Where the defendant claims as grounds for a dismissal of the complaint a delay between the time a crime is committed and he is charged or arrested, the test is not by rules applicable to speedy trials, but by whether the defendant has been denied due process of law. (People v. Archerd (1970) 3 Cal.3d 615, 91 Cal.Rptr. 397, 477 P.2d 421.)

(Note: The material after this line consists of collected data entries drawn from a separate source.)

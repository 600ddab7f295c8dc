//! Port for structured event recording.
//!
//! An [`EventSink`] receives every domain event it was subscribed for. This
//! is separate from `tracing` diagnostics: sinks capture the full event
//! stream in a machine-readable form (JSONL journal, test recorders).

use crew_domain::DomainEvent;

/// Receives domain events from the bus.
///
/// `record` is synchronous and infallible; implementations swallow their
/// own I/O failures so the publishing lane is never disturbed.
pub trait EventSink: Send + Sync {
    fn record(&self, event: &DomainEvent);
}

/// No-op implementation for tests and when recording is disabled.
pub struct NoEventSink;

impl EventSink for NoEventSink {
    fn record(&self, _event: &DomainEvent) {}
}
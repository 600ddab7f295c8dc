//! In-process memory store.
//!
//! Entries live for the lifetime of the process. Search ranks entries by
//! how many distinct query words they contain, newest first on ties.

use async_trait::async_trait;
use crew_application::{MemoryEntry, MemoryError, MemoryPort};
use std::collections::HashSet;
use std::sync::RwLock;
use tracing::debug;

/// Words shorter than this are ignored when matching.
const MIN_WORD_LEN: usize = 3;

#[derive(Debug, Default)]
pub struct InMemoryMemoryStore {
    entries: RwLock<Vec<MemoryEntry>>,
    capacity: Option<usize>,
}

impl InMemoryMemoryStore {
    pub fn new() -> Self {
        Self::default()
    }

    /// Keep at most `capacity` entries, dropping the oldest.
    pub fn with_capacity(capacity: usize) -> Self {
        Self {
            entries: RwLock::new(Vec::new()),
            capacity: Some(capacity),
        }
    }

    pub fn len(&self) -> usize {
        self.entries.read().unwrap_or_else(|e| e.into_inner()).len()
    }

    pub fn is_empty(&self) -> bool {
        self.len() == 0
    }
}

fn words(text: &str) -> HashSet<String> {
    text.split(|c: char| !c.is_alphanumeric())
        .filter(|w| w.chars().count() >= MIN_WORD_LEN)
        .map(str::to_lowercase)
        .collect()
}

#[async_trait]
impl MemoryPort for InMemoryMemoryStore {
    async fn store(&self, entry: MemoryEntry) -> Result<(), MemoryError> {
        let mut entries = self.entries.write().unwrap_or_else(|e| e.into_inner());
        debug!(agent = %entry.agent_id, kind = entry.kind.as_str(), "Memory stored");
        entries.push(entry);
        if let Some(capacity) = self.capacity
            && entries.len() > capacity
        {
            let excess = entries.len() - capacity;
            entries.drain(..excess);
        }
        Ok(())
    }

    async fn search(&self, query: &str, limit: usize) -> Result<Vec<MemoryEntry>, MemoryError> {
        let query = words(query);
        if query.is_empty() || limit == 0 {
            return Ok(Vec::new());
        }

        let entries = self.entries.read().unwrap_or_else(|e| e.into_inner());
        let mut scored: Vec<(usize, usize, &MemoryEntry)> = entries
            .iter()
            .enumerate()
            .filter_map(|(position, entry)| {
                let score = words(&entry.content).intersection(&query).count();
                (score > 0).then_some((score, position, entry))
            })
            .collect();

        scored.sort_by(|a, b| b.0.cmp(&a.0).then(b.1.cmp(&a.1)));
        Ok(scored
            .into_iter()
            .take(limit)
            .map(|(_, _, entry)| entry.clone())
            .collect())
    }
}
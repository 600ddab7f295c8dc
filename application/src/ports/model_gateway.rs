//! Model gateway port
//!
//! Defines the interface for calling the language model. The model is an
//! opaque capability: given role-tagged turns it returns text or fails.

use async_trait::async_trait;
use crew_domain::{AgentConfiguration, Turn};
use std::time::Duration;
use thiserror::Error;

/// Errors that can occur during model calls
#[derive(Error, Debug, Clone, PartialEq)]
pub enum GatewayError {
    #[error("Connection error: {0}")]
    ConnectionError(String),

    #[error("Request failed: {0}")]
    RequestFailed(String),

    #[error("Quota exceeded: {0}")]
    QuotaExceeded(String),

    #[error("Timed out after {0:?}")]
    Timeout(Duration),

    #[error("Invalid response: {0}")]
    InvalidResponse(String),

    #[error("Other error: {0}")]
    Other(String),
}

impl GatewayError {
    pub fn is_timeout(&self) -> bool {
        matches!(self, GatewayError::Timeout(_))
    }
}

/// Per-call generation hints derived from the agent's configuration.
#[derive(Debug, Clone, Copy, PartialEq)]
pub struct GenerationOptions {
    pub temperature: f32,
    /// Upper bound on reply length, in characters
    pub max_response_length: usize,
}

impl Default for GenerationOptions {
    fn default() -> Self {
        Self::from(&AgentConfiguration::default())
    }
}

impl From<&AgentConfiguration> for GenerationOptions {
    fn from(config: &AgentConfiguration) -> Self {
        Self {
            temperature: config.temperature_setting,
            max_response_length: config.max_response_length,
        }
    }
}

/// Gateway for model calls
///
/// Implementations (adapters) live in the infrastructure layer.
#[async_trait]
pub trait ModelGateway: Send + Sync {
    /// Generate a reply for the given conversation turns
    async fn generate(
        &self,
        turns: &[Turn],
        options: &GenerationOptions,
    ) -> Result<String, GatewayError>;
}
//! String utilities for the domain layer.

/// Clip a string to at most `max_chars` characters, appending an ellipsis
/// when anything was cut.
///
/// Counts `char`s rather than bytes so prompt excerpts never split a
/// multi-byte character.
pub fn clip(s: &str, max_chars: usize) -> String {
    match s.char_indices().nth(max_chars) {
        None => s.to_string(),
        Some((end, _)) => {
            let keep = max_chars.saturating_sub(3);
            let end = s.char_indices().nth(keep).map(|(i, _)| i).unwrap_or(end);
            format!("{}...", &s[..end])
        }
    }
}

/// Collapse a multi-line string onto one line for log and event summaries.
pub fn one_line(s: &str) -> String {
    s.split_whitespace().collect::<Vec<_>>().join(" ")
}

However, “[r]egardless of whether defendant's claim is based on a due process analysis or a right to a speedy trial not defined by statute, the test is the same, i.e., any prejudice to the defendant resulting from the delay must be weighed against justification for the delay.” (Scherling v. Superior Court (1978) 22 Cal.3d 493, 505, 149 Cal.Rptr. 597, 585 P.2d 219, fn. omitted.)
The testimony of prosecution witnesses, Officers Berman and Athan, at the hearing on defendant's motion to dismiss for lack of a speedy trial amply support a finding that the delay was not caused by unreasonable conduct on their part and was further justified in view of the defendant's conduct.
It can reasonably be inferred from both the prosecution witnesses and the admissions of the defendant and his father that defendant knew he was wanted by the Torrance Police Department but departed the jurisdiction to evade arrest and prosecution. The Torrance Police Department acted reasonably in attempting to apprehend the defendant by employing all normal resources available to them and obtaining the assistance of law enforcement authorities in the Riverside-Palmdale area. Defendant's mother and brother also apparently knew for most of the delay period where defendant could be reached as discovered independently by the police but did not assist the police in contacting defendant.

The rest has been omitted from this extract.